Of course, there are still many people who are ignoring the newsletters. But I think Kirchick doesn’t quite get why, and I’ll use myself as an example. I’m proud to consider myself among the most outspoken of Paul’s libertarian critics, and yet I haven’t written or talked much about the newsletter thing because, as I see it, they are relatively minor in the scale of Paul’s failings. First, Paul can plausibly claim that the objectionable newsletters were written by someone else, so that his fault in the matter is “only” negligent. And that does win some people over—I saw one comment on Facebook, for instance: “I do, however, think it crystal-clear that Dr. Paul didn't write these. Therefore, I continue to support him.” This attitude is wrong, if for no other reason than that a President’s duties include overseeing others. But still, it is one reason the newsletter story doesn't really stick for many of his supporters.
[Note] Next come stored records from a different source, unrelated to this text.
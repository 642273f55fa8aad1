//! Regex based event filtering.
//!
//! Two filters run in the pipeline: a broad one in front of the mirror and a
//! narrower one in front of classification. Both use the same rules:
//! directories pass unless ignored, an excluded path suppresses the event,
//! and a move whose destination comes into scope is dispatched even when its
//! source was excluded (temp file renamed to its final name).

use regex::{RegexSet, RegexSetBuilder};
use std::borrow::Cow;
use std::path::Path;

use crate::error::EngineResult;
use crate::watcher::event::{EventKind, FileSystemEvent};

/// Normalise a path for pattern matching (always `/` separated).
pub fn path_key(path: &Path) -> Cow<'_, str> {
    let text = path.to_string_lossy();
    if std::path::MAIN_SEPARATOR == '/' {
        text
    } else {
        Cow::Owned(text.replace(std::path::MAIN_SEPARATOR, "/"))
    }
}

/// Compile a list of patterns into a set honouring case sensitivity.
pub(crate) fn compile_set<S: AsRef<str>>(patterns: &[S], case_sensitive: bool) -> EngineResult<RegexSet> {
    let set = RegexSetBuilder::new(patterns.iter().map(|p| p.as_ref()))
        .case_insensitive(!case_sensitive)
        .build()?;
    Ok(set)
}

/// Accepts or rejects raw events by path pattern.
#[derive(Debug, Clone)]
pub struct EventFilter {
    include: RegexSet,
    exclude: Option<RegexSet>,
    ignore_directories: bool,
}

impl EventFilter {
    pub fn builder() -> EventFilterBuilder {
        EventFilterBuilder::default()
    }

    /// A filter letting every file and directory through.
    pub fn accept_all() -> Self {
        Self {
            include: RegexSet::new([".*"]).unwrap_or_else(|_| RegexSet::empty()),
            exclude: None,
            ignore_directories: false,
        }
    }

    pub fn is_included(&self, path: &Path) -> bool {
        self.include.is_match(&path_key(path))
    }

    pub fn is_excluded(&self, path: &Path) -> bool {
        self.exclude
            .as_ref()
            .is_some_and(|set| set.is_match(&path_key(path)))
    }

    fn in_scope(&self, path: &Path) -> bool {
        self.is_included(path) && !self.is_excluded(path)
    }

    /// Whether `event` should continue down the pipeline.
    pub fn should_dispatch(&self, event: &FileSystemEvent) -> bool {
        if event.is_directory {
            return !self.ignore_directories;
        }

        if event.kind == EventKind::Moved {
            if let Some(dest) = event.dest_path.as_deref() {
                if self.in_scope(dest) {
                    return true;
                }
            }
        }

        let mut included = false;
        for path in event.paths() {
            if self.is_excluded(path) {
                return false;
            }
            included |= self.is_included(path);
        }
        included
    }
}

/// Builder for [`EventFilter`].
#[derive(Debug, Default)]
pub struct EventFilterBuilder {
    include: Vec<String>,
    exclude: Vec<String>,
    case_sensitive: bool,
    ignore_directories: bool,
}

impl EventFilterBuilder {
    pub fn include<I, S>(mut self, patterns: I) -> Self
    where
        I: IntoIterator<Item = S>,
        S: Into<String>,
    {
        self.include.extend(patterns.into_iter().map(Into::into));
        self
    }

    pub fn exclude<I, S>(mut self, patterns: I) -> Self
    where
        I: IntoIterator<Item = S>,
        S: Into<String>,
    {
        self.exclude.extend(patterns.into_iter().map(Into::into));
        self
    }

    pub fn case_sensitive(mut self, yes: bool) -> Self {
        self.case_sensitive = yes;
        self
    }

    pub fn ignore_directories(mut self, yes: bool) -> Self {
        self.ignore_directories = yes;
        self
    }

    pub fn build(self) -> EngineResult<EventFilter> {
        let include = compile_set(&self.include, self.case_sensitive)?;
        let exclude = if self.exclude.is_empty() {
            None
        } else {
            Some(compile_set(&self.exclude, self.case_sensitive)?)
        };

        Ok(EventFilter {
            include,
            exclude,
            ignore_directories: self.ignore_directories,
        })
    }
}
But the deeper reason why the newsletter story doesn’t have that much purchase with them, or even with people like me, is that the newsletter story isn’t really about ideas. It’s more about stupid epithets and offensive verbiage that really lack any intellectual content. Paul’s newsletters are nasty, childish name-calling, which Paul shouldn’t have indulged in, and which indicate at best a startling lack of awareness, and at worst an indulgence in disgusting race-baiting tribalism. But in the end, that is unrelated to what attracts or repels people when it comes to Ron Paul’s message. What Paul offers voters, and what isn’t offered by any other candidate left or right, is ideas: policy, philosophy, economics, morality. Paul is satisfying a hunger for genuine ideas, among a populace starved on a diet of empty media-driven brain candy, Progressive mystique and hand-waving, and worn, emotionalistic campaign sloganeering. The newsletter story sounds to such people like still more emotionalism, and that’s why they don’t care as perhaps they ought to. Kirchick spins this, of course, in a Progressive direction: people aren’t interested in the newsletter story, he says, because “[l]ibertarianism is an ideology rather than a philosophy of government.” This is a meaningless phrase, but strip it down and what Kirchick means is that libertarianism is based on principles instead of pragmatic, momentary, anti-intellectual puffery, so that one can only meet Paul’s message in an interesting way by countering it with other ideas—something the newsletter story fails to do.
What’s really upsetting about all of this is that Ron Paul is terrible on ideas. Far, far worse than his newsletters are his positions on privacy rights, or international relations. Paul is an enemy of personal liberty; a man who believes it’s okay for the government to send people with guns into your bedroom to drag you from the arms of your loved ones. When confronted with his horrendous speech on this issue, his supporters will often take shelter in an appeal to federalism—yet Paul supports a nationwide ban on abortion. His views on the Civil War are worse than ignorant; they demonstrate a perverse understanding of the U.S. Constitution that is, sadly, quite popular among the paleo-conservatives who rally around Lew Rockwell; and his views with regard to the Iranian-led war against western civilization are simply beyond the pale. If libertarians would look into Paul’s actual views, they would discover that he is not actually a libertarian at all; he doesn’t even call himself one. He is a states-rights religious conservative; he is a con man, who has sadly fooled many good libertarians into thinking he’s one of them. That is where the real debate should take place, and from whence, stupid and offensive and unacceptable as they are, the newsletters simply lead us astray.